Ещё зловещий знак посещает его. “Литературное наследство” распространяет анкету о Щедрине. Отвечать предлагают также ему. Он отвечает обдуманно, по возможности кратко. Иногда уклоняется на том основании, что сформулированы вопросы неясно. Просят оценить Щедрина как классика в связи с задачами современной сатиры. Он отвечает решительно, уже испытав достаточно на себе, каково быть сатириком вообще и каково быть сатириком в самой свободной в мире стране:
“Я уверен в том, что всякие попытки создать сатиру обречены на полнейшую неудачу. Её нельзя создать. Она создаётся сама собой, внезапно. Она создаётся тогда, когда появится писатель, который сочтёт несовершенной текущую жизнь и, негодуя, приступит к художественному обличению её. Полагаю, что путь такого писателя будет очень и очень труден...”
Утром раскатывается телефонный звонок. Бокшанская говорит:
— Арестованы Эрдман и Масс. Говорят, за какие-то басни.
Он хмурится.

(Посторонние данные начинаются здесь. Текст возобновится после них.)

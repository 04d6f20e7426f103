use stockseed_core::Variations;
use stockseed_generate::{
    ClientGenerator, GenerationError, ProductGenerator, ProductOptions, default_catalog, expand,
    format_product_name, keyed_rng, parse_catalog, price_range, synthesize, verify_cpf,
};

fn axis(values: &[&str]) -> Vec<String> {
    values.iter().map(|value| value.to_string()).collect()
}

#[test]
fn synthesized_prices_stay_in_range() {
    let mut rng = keyed_rng(11, "pricing");
    for category in ["Eletrônicos", "Bebidas", "Papelaria"] {
        let range = price_range(category).expect("priced category");
        for _ in 0..200 {
            let pair = synthesize(category, &mut rng).expect("synthesize");
            assert!(pair.sale_price >= range.min && pair.sale_price <= range.max);
            assert!(pair.cost_price < pair.sale_price);
            assert!(pair.cost_price >= pair.sale_price * 0.6 - 0.01);
        }
    }
}

#[test]
fn unknown_category_is_rejected() {
    let mut rng = keyed_rng(1, "pricing");
    let err = synthesize("Brinquedos", &mut rng).expect_err("unknown category");
    assert!(matches!(err, GenerationError::UnknownCategory(name) if name == "Brinquedos"));
}

#[test]
fn empty_variation_map_yields_one_combination() {
    let empty = Variations::new();
    let combos: Vec<_> = expand(&empty, 0).collect();
    assert_eq!(combos, vec![Vec::new()]);
    assert_eq!(format_product_name("Pochete", &combos[0]), "Pochete");
}

#[test]
fn expansion_is_bounded_by_cap() {
    let mut map = Variations::new();
    map.insert("cor", axis(&["Preto", "Azul"]));
    map.insert("tamanho", axis(&["P", "M", "G"]));

    assert_eq!(expand(&map, 100).count(), 6);
    assert_eq!(expand(&map, 4).count(), 4);
    assert_eq!(expand(&map, 4).size_hint(), (4, Some(4)));

    let first: Vec<_> = expand(&map, 2).collect();
    assert_eq!(first[0], vec![("cor", "Preto"), ("tamanho", "P")]);
    assert_eq!(first[1], vec![("cor", "Preto"), ("tamanho", "M")]);
    assert_eq!(format_product_name("Camiseta", &first[1]), "Camiseta Preto M");
}

#[test]
fn large_products_are_not_materialized() {
    let values: Vec<String> = (0..50).map(|i| i.to_string()).collect();
    let mut map = Variations::new();
    for name in ["a", "b", "c", "d"] {
        map.insert(name, values.clone());
    }
    assert_eq!(expand(&map, 40).count(), 40);
}

#[test]
fn products_respect_target_and_categories() {
    let catalog = default_catalog().expect("default catalog");
    let generator =
        ProductGenerator::new(&catalog, ProductOptions::default()).expect("product generator");
    let mut rng = keyed_rng(3, "products");

    assert!(generator.generate(0, &mut rng).expect("generate").is_empty());

    let products = generator.generate(50, &mut rng).expect("generate");
    assert!(!products.is_empty());
    assert!(products.len() <= 50);
    for product in &products {
        assert!(product.category_id >= 1);
        assert!(product.category_id <= catalog.category_count() as i64);
        assert!(product.cost_price < product.sale_price);
        assert!(!product.active);
        assert_eq!(product.description, format!("Produto {}", product.name));
    }
}

#[test]
fn product_generation_is_deterministic_per_seed() {
    let catalog = default_catalog().expect("default catalog");
    let generator =
        ProductGenerator::new(&catalog, ProductOptions::default()).expect("product generator");

    let a = generator
        .generate(30, &mut keyed_rng(9, "products"))
        .expect("generate a");
    let b = generator
        .generate(30, &mut keyed_rng(9, "products"))
        .expect("generate b");
    assert_eq!(a, b);
}

#[test]
fn catalog_with_unpriced_category_fails_validation() {
    let content = r#"{"Brinquedos": {"Bonecas": {"base_products": ["Boneca"], "variations": {}}}}"#;
    let err = parse_catalog(content).expect_err("unpriced category");
    assert!(matches!(err, GenerationError::UnknownCategory(_)));
}

#[test]
fn catalog_preserves_category_order() {
    let content = r#"{
        "Limpeza": {"Casa": {"base_products": ["Detergente"]}},
        "Alimentos": {"Mercearia": {"base_products": ["Arroz"]}}
    }"#;
    let catalog = parse_catalog(content).expect("parse catalog");
    assert_eq!(catalog.category_id("Limpeza"), Some(1));
    assert_eq!(catalog.category_id("Alimentos"), Some(2));
}

#[test]
fn clients_have_valid_documents_and_unique_emails() {
    let mut rng = keyed_rng(5, "clients");
    let clients = ClientGenerator::new().generate(40, &mut rng);
    assert_eq!(clients.len(), 40);

    let mut emails: Vec<&str> = clients.iter().map(|c| c.email.as_str()).collect();
    emails.sort_unstable();
    emails.dedup();
    assert_eq!(emails.len(), 40);

    for client in &clients {
        assert!(verify_cpf(&client.cpf_cnpj), "invalid cpf {}", client.cpf_cnpj);
        assert!(client.email.is_ascii());
        assert!(client.phone.starts_with("(11) 9"));
    }
}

Впрочем, вечером забавляется игрой в блошки, точно ровным счётом ничего не стряслось, мало ли заметают кого. Ночью сидит над романом, неторопливо листает, перечитывает отдельные главы, которые внушают ему подозрение, если учесть, что кое-кого заметают за басни, доходит до главы о Никаноре Ивановиче, читает:
“Вовсе не потому, что москвич Босой знал эти места, был наслышан о них, нет, просто иным каким-то способом, кожей, что ли, Босой понял, что его ведут для того, чтобы совершить с ним самое ужасное, что могут совершить с человеком, — лишить свободы...” Аккуратно вырывает из толстой тетради сто семьдесят пять рукописных страниц, добрую четверть того, что успел написать, отрывая время у сна, и тотчас сжигает в услужливой печке, что-то заскучавшей в последнее время без новых цензурных трудов.
На этих же днях некий Кнорре делает странное предложение: написать прекрасную пьесу о перевоспитании бывших бандитов в трудовых коммунах ОГПУ. Сам ли так нелепо придумал, надул ли кто в подверженный веяниям ум? Глупость ли это своя, имеющая хождение во все времена, с намерением ли кто-то искушает его? Михаил Афанасьевич понимает, что за такую-то пьесу ему все простят, только он-то себе такой пьесы никогда не простит, и он отводит от себя предложение в тонких, обходительных, но самых категорических выражениях, означающих:
— Нет.
Какие-то тёмные вокруг него сплетаются нити. Нельзя не задуматься: что его ждёт? Что его ждёт, очевидно: он знает давно, что он обречён. Счастье, счастье, недолгое счастье! А что будет с ней?
И вот в эти самые дни он туманно и даже со смехом начинает поговаривать о своём недалёком конце. Отец умер приблизительно сорока восьми лет. Болезнь коварная, страшная. Имеет тенденцию поражать и наследников. Да-с.
Выглядят эти прогнозы очень правдоподобно. Ему в самом деле нехорошо. Вересаеву он сообщает:
“Дорогой Викентий Викентьевич, помнится, один раз я Вас уже угостил письмом, которое привело Вас в полнейшее недоумение. Но так всегда бывает, когда мой литературный груз начинает давить слишком, часть сдаю Елене Сергеевне. Но женские плечи можно обременять лишь до известного предела. Тогда — к Вам. Давно уже я не был так тревожен, как теперь. Бессонница. На рассвете начинаю глядеть в потолок и таращу глаза до тех пор, пока за окном не установится жизнь — кепка, платок, платок, кепка, фу, какая скука!..”
Натурально, Елена Сергеевна в панике. Отправляет его по врачам. Анализы. Проверяют в первую очередь почки. Всё прекрасно, никаких отклонений, чего лекарь с отличием и без анализов не может не знать. Всё, что имеется у него, кроме бессонницы, так это болит голова. Доктор определяет переутомление крайнее, чего лекарь с отличием и без доктора не может не знать. Неврастения, другими словами, старая, надоевшая гостья. Неприятнейшая болезнь. Однако от неврастении не помирает никто, а бывает, что неврастеники ещё дольше здоровых живут.